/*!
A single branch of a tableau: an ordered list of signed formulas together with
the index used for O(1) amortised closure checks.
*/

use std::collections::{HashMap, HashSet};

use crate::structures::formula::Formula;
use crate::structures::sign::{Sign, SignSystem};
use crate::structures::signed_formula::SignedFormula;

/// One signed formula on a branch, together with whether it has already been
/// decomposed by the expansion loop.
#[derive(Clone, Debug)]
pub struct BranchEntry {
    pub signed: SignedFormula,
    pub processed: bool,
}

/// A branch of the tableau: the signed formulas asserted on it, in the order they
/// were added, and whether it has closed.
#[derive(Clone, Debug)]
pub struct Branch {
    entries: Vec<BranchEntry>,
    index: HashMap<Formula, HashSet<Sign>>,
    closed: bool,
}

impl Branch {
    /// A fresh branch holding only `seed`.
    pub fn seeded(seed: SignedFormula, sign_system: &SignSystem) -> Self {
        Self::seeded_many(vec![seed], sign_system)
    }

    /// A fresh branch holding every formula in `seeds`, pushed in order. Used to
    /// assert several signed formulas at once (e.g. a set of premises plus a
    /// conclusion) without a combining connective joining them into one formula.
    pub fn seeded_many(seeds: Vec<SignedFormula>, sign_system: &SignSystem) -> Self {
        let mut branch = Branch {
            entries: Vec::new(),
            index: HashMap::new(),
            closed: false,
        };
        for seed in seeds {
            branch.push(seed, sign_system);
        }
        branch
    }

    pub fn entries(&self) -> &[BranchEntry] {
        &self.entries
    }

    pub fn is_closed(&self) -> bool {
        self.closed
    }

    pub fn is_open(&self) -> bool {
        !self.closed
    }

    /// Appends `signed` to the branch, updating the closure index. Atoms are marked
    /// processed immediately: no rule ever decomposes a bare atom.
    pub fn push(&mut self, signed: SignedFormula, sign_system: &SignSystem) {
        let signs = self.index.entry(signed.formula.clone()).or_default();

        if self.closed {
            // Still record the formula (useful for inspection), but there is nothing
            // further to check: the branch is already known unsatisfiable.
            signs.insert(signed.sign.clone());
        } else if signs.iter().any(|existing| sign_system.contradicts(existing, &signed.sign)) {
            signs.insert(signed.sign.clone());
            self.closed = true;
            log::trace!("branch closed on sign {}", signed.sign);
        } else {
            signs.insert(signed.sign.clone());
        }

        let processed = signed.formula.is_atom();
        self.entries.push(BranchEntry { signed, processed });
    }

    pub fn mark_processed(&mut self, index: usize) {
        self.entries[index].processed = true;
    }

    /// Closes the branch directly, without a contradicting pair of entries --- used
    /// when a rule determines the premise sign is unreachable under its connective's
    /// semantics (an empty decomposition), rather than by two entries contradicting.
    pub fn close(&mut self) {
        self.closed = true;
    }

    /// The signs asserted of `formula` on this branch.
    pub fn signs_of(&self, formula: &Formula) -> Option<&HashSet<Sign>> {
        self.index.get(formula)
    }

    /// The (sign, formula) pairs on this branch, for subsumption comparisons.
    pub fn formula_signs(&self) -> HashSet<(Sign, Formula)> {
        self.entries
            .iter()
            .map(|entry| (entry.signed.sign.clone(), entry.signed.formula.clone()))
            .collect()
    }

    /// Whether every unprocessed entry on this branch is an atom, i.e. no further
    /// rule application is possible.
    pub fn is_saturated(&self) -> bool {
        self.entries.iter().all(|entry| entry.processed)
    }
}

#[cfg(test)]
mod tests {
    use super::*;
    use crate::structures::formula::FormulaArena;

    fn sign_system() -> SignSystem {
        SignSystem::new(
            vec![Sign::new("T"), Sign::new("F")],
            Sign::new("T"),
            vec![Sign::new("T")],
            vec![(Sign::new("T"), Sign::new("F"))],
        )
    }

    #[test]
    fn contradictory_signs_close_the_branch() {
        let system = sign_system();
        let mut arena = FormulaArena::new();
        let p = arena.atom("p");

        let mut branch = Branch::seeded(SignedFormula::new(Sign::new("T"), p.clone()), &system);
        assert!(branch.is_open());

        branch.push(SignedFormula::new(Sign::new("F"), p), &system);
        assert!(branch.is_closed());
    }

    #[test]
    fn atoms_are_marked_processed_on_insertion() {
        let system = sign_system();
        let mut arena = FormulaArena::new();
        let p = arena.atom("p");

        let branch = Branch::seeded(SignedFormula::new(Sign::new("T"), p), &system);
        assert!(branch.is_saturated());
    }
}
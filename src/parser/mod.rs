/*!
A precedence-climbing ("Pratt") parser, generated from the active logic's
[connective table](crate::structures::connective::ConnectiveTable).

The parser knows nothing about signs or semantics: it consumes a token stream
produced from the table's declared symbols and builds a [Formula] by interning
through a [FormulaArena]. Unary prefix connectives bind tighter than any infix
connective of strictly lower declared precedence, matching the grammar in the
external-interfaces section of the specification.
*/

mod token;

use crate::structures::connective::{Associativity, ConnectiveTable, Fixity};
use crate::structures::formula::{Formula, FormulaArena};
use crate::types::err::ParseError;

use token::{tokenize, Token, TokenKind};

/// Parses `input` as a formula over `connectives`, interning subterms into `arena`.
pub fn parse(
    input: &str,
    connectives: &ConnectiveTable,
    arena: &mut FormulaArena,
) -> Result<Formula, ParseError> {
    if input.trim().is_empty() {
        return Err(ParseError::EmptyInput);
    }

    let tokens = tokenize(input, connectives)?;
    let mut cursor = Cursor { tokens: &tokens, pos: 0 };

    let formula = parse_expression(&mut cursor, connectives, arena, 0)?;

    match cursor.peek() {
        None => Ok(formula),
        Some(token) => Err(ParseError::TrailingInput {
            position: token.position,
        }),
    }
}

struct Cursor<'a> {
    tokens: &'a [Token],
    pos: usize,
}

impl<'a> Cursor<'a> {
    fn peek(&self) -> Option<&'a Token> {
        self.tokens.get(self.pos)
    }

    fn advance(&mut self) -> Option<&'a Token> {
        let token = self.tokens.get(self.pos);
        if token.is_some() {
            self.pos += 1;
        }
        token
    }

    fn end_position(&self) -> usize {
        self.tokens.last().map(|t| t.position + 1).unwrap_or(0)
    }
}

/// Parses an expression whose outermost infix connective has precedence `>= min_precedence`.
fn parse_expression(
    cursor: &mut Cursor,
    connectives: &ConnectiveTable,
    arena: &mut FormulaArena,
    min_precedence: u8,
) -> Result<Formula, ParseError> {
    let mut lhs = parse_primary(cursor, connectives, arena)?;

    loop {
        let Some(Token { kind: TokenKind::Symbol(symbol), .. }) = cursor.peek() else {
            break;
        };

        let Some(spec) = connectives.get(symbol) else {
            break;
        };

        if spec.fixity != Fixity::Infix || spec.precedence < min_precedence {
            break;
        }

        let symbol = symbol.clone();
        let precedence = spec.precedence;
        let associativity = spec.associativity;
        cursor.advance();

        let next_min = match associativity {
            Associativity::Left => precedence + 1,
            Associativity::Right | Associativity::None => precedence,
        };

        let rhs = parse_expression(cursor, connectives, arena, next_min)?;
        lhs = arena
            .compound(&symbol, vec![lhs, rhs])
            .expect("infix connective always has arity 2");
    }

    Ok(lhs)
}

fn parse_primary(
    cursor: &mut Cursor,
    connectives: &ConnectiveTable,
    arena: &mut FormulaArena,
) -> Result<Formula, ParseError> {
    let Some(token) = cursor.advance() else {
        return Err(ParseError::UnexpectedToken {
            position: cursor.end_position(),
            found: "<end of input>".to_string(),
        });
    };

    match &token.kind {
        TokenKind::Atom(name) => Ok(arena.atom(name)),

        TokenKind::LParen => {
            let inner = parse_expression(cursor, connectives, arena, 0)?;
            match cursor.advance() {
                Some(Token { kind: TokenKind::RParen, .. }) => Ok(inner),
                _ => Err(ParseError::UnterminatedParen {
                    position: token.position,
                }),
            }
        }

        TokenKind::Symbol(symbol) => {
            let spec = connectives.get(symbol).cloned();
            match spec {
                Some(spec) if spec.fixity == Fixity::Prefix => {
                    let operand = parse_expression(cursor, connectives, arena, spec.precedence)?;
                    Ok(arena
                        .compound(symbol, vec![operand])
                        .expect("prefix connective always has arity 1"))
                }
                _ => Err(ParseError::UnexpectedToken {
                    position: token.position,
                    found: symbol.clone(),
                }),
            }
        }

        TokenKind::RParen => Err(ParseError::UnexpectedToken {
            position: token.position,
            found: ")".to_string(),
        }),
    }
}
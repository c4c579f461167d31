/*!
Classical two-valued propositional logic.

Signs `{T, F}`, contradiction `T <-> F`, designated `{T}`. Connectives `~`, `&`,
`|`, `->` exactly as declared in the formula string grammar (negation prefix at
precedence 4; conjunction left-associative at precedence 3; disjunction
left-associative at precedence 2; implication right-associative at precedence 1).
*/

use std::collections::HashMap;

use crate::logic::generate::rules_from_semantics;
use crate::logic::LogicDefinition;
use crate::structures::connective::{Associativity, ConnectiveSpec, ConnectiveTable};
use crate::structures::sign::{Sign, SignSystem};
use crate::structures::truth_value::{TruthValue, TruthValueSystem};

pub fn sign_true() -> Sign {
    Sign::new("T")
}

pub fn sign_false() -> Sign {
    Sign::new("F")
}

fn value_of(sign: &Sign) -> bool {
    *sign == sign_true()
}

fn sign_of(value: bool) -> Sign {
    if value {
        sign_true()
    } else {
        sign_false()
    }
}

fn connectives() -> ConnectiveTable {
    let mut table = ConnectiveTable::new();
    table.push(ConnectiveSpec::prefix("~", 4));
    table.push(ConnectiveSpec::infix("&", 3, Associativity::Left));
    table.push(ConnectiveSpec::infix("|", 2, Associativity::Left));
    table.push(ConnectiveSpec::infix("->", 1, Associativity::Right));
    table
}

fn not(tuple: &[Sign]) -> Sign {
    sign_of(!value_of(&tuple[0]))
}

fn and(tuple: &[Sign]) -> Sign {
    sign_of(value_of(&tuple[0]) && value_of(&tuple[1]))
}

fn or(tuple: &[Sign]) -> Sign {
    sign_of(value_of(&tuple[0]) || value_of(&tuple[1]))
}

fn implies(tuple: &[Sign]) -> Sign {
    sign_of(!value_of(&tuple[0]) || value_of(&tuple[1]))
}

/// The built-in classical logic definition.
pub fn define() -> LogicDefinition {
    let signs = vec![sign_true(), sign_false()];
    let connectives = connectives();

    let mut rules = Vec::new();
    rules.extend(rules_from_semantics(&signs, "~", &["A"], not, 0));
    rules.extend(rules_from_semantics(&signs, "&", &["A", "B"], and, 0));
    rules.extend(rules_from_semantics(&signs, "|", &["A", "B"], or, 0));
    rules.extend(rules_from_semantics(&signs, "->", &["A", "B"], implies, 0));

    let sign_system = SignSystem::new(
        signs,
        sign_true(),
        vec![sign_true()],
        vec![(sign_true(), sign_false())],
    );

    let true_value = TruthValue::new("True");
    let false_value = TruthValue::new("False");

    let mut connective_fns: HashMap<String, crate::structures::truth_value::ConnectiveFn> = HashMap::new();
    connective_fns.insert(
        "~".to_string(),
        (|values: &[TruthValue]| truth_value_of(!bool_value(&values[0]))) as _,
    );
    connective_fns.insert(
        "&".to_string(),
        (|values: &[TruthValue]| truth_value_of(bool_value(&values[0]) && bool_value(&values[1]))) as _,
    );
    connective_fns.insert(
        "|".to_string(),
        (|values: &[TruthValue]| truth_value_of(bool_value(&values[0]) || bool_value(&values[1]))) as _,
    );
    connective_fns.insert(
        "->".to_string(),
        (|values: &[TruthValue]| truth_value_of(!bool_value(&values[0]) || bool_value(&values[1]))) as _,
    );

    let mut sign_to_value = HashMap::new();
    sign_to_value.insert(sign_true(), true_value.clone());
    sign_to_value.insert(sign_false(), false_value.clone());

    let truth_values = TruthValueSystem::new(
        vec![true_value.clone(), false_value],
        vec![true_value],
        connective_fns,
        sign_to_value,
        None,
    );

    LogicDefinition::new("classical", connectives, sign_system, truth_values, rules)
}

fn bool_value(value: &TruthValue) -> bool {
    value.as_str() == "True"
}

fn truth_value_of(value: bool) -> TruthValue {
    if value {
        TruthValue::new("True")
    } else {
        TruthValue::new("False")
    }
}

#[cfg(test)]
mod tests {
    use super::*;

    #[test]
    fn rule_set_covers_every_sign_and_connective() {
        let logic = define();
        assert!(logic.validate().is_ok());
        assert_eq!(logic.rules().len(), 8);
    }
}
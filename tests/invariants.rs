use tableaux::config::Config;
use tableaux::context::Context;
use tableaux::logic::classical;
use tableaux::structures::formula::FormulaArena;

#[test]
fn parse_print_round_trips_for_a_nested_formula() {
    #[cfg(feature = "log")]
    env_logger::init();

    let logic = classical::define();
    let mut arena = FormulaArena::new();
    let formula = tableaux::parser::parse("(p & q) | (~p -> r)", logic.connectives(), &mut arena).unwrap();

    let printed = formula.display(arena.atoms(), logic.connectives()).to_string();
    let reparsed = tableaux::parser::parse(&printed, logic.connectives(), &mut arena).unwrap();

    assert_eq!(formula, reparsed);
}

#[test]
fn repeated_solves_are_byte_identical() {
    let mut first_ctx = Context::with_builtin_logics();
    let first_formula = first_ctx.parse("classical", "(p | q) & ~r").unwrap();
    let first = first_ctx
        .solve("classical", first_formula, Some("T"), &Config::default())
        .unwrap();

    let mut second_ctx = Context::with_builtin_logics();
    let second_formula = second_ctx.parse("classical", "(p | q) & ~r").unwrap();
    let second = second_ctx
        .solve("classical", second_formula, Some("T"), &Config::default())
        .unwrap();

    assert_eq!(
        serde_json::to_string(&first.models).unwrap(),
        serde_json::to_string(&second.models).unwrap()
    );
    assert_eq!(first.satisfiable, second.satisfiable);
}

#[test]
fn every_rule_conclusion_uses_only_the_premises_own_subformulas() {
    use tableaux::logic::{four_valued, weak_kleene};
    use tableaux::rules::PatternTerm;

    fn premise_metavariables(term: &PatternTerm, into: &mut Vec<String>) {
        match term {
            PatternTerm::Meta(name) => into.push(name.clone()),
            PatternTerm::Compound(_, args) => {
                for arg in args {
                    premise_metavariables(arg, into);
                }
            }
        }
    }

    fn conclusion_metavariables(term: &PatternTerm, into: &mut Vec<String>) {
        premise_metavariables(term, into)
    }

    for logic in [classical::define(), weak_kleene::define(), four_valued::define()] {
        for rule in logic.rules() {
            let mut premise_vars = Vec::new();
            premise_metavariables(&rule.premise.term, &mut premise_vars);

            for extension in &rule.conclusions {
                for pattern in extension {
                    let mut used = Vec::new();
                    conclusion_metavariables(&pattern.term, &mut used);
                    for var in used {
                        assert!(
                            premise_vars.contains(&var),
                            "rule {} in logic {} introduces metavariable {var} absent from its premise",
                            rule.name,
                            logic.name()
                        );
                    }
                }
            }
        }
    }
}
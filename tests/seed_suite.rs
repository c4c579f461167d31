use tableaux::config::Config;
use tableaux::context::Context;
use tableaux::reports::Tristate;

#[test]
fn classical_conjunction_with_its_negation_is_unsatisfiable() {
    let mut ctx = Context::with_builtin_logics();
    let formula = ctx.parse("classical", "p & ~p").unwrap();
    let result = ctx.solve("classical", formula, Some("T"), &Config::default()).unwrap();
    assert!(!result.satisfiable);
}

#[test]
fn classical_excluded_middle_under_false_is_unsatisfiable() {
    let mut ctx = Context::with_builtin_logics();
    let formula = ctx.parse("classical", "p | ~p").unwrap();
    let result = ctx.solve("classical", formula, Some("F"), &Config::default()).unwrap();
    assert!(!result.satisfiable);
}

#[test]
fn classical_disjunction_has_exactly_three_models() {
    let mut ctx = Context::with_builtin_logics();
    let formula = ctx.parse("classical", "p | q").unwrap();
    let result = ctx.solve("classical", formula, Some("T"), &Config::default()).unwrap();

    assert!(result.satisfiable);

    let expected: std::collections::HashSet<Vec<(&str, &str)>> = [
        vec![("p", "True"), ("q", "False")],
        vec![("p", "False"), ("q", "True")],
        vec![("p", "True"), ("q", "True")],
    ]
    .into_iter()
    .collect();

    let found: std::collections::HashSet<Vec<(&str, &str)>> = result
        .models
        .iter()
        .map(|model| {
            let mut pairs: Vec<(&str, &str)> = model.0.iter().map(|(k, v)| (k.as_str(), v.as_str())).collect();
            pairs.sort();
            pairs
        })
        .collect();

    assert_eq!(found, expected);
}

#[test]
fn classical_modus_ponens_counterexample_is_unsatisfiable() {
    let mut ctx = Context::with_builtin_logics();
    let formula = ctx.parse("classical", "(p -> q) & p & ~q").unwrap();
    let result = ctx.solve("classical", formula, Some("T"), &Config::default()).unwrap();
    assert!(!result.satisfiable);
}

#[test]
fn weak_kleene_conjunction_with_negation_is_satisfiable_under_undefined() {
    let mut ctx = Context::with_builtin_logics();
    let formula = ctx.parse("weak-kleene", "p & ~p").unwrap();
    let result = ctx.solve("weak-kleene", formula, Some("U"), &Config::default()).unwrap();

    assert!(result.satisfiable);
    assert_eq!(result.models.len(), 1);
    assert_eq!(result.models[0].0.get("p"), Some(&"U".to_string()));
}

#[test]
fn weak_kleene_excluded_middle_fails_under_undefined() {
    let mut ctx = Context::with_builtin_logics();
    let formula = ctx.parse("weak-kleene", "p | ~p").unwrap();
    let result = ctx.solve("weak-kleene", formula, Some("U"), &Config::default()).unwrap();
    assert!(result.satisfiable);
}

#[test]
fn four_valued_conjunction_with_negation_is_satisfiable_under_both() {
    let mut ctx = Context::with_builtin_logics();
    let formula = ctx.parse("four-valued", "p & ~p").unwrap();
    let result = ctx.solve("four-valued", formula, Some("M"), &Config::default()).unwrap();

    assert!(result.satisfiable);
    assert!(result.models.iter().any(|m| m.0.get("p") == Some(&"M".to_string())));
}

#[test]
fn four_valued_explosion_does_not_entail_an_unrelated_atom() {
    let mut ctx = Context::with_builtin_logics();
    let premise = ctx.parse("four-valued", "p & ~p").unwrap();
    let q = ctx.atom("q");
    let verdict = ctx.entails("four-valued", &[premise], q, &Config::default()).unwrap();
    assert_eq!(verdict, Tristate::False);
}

- - -

Going through the material above, tally each line holding the word "inner", then give the total and nothing else.

2